In response to conversions of nonprofit to for profit entities, many states, including Maryland, recently passed laws requiring notice to, or approval of, the State Attorney General, or some other regulatory authority, prior to consummation of such public to private transactions. However, these new laws have also generally awakened Attorneys General to their role as protector of the "proper" use of the assets of nonprofit entities.
For example, the Rhode Island Attorney General recently sought and received an injunction preventing LifeSpan Health System, a Rhode Island nonprofit entity, from amending its corporate bylaws in connection with a proposed merger with a Boston based nonprofit entity. The proposed amendments decreased representation of LifeSpan's Rhode Island based affiliates, and increased out-of-state representation, on LifeSpan's Board of Directors.

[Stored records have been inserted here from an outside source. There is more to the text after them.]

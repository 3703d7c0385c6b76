use chrono::{DateTime, Duration, Utc};
use std::sync::Arc;
use tracing::{info, warn};

use crate::application::authorization::AuthorizationService;
use crate::application::connections::{CloseReason, ConnectionTracker};
use crate::application::error::AppError;
use crate::application::join_feed::JoinStatusFeed;
use crate::application::ports::{Clock, RoomProvider};
use crate::domain::{Session, SessionId};
use crate::infrastructure::driven::persistence::{SessionLookup, SessionRegistry};

/// Upper bound on one room deletion during teardown.
pub const ROOM_RELEASE_TIMEOUT: std::time::Duration = std::time::Duration::from_secs(10);

/// Limits applied to newly created sessions and capabilities.
#[derive(Debug, Clone)]
pub struct SessionPolicy {
    pub ttl: Duration,
    pub usage_limit: u32,
    pub ai_capability_ttl: Duration,
}

impl Default for SessionPolicy {
    fn default() -> Self {
        Self {
            ttl: Duration::hours(1),
            usage_limit: 20,
            ai_capability_ttl: Duration::minutes(10),
        }
    }
}

/// Everything the session commands need, built once per process.
pub struct Services {
    pub registry: Arc<SessionRegistry>,
    pub authz: Arc<AuthorizationService>,
    pub rooms: Option<Arc<dyn RoomProvider>>,
    pub tracker: Arc<ConnectionTracker>,
    pub join_feed: Arc<JoinStatusFeed>,
    pub clock: Arc<dyn Clock>,
    pub policy: SessionPolicy,
}

impl Services {
    pub fn now(&self) -> DateTime<Utc> {
        self.clock.now()
    }

    pub fn rooms(&self) -> Result<&Arc<dyn RoomProvider>, AppError> {
        self.rooms.as_ref().ok_or(AppError::Configuration("room service"))
    }

    /// Fetches a live session. An expired one is retired on the spot and
    /// reported as gone.
    pub async fn live_session(&self, id: &SessionId) -> Result<Session, AppError> {
        match self.registry.lookup(id).await {
            SessionLookup::Live(session) => Ok(session),
            SessionLookup::Expired(_) => {
                self.retire_session(id, CloseReason::SessionExpired).await;
                Err(AppError::Gone)
            }
            SessionLookup::Missing => Err(AppError::NotFound("session")),
        }
    }

    pub fn require_host(&self, token: Option<&str>, session_id: &SessionId) -> Result<(), AppError> {
        match token {
            Some(token) if self.authz.verify_host_capability(token, session_id) => Ok(()),
            _ => Err(AppError::Forbidden("host capability required")),
        }
    }

    /// Deletes the session, closes its relay connections and releases its
    /// room. Returns false if another caller retired it first.
    pub async fn retire_session(&self, id: &SessionId, reason: CloseReason) -> bool {
        match self.detach_session(id, reason).await {
            Some(session) => {
                self.release_room(&session.room_name()).await;
                true
            }
            None => false,
        }
    }

    /// The local half of retiring: registry entry, join feed and relay
    /// connections. The room is left for the caller to release.
    pub async fn detach_session(&self, id: &SessionId, reason: CloseReason) -> Option<Session> {
        let session = self.registry.delete(id).await?;
        self.join_feed.retire_session(id);
        let closed = self.tracker.close_session(id, reason);
        info!(
            "retired session {} ({}), closed {} relay connection(s)",
            id,
            reason.description(),
            closed
        );
        Some(session)
    }

    /// Best-effort room deprovisioning, bounded by [`ROOM_RELEASE_TIMEOUT`].
    /// Failures are logged and discarded.
    pub async fn release_room(&self, name: &str) {
        let Some(rooms) = &self.rooms else {
            return;
        };
        match tokio::time::timeout(ROOM_RELEASE_TIMEOUT, rooms.delete_room(name)).await {
            Ok(Ok(())) => {}
            Ok(Err(e)) => warn!("failed to delete room {}: {}", name, e),
            Err(_) => warn!("gave up deleting room {} after {:?}", name, ROOM_RELEASE_TIMEOUT),
        }
    }
}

The Attorney General initially determined that Rhode Island's Hospital Conversions Act did not even apply to the pending merger. Nonetheless, the Attorney General later initiated suit upon learning of a large projected operating deficit and the exact nature of the proposed changes to LifeSpan's bylaws.
The Attorney General argued that the proposed changes in representation jeopardized LifeSpan's charitable assets. Eventually, pursuant to a settlement agreement, LifeSpan and the Rhode Island Attorney General agreed to acceptable bylaw provisions.
In the ever changing health care landscape, nonprofit providers should keep an eye out to see if their Attorney General is unexpectedly looking into previously "private" corporate activities.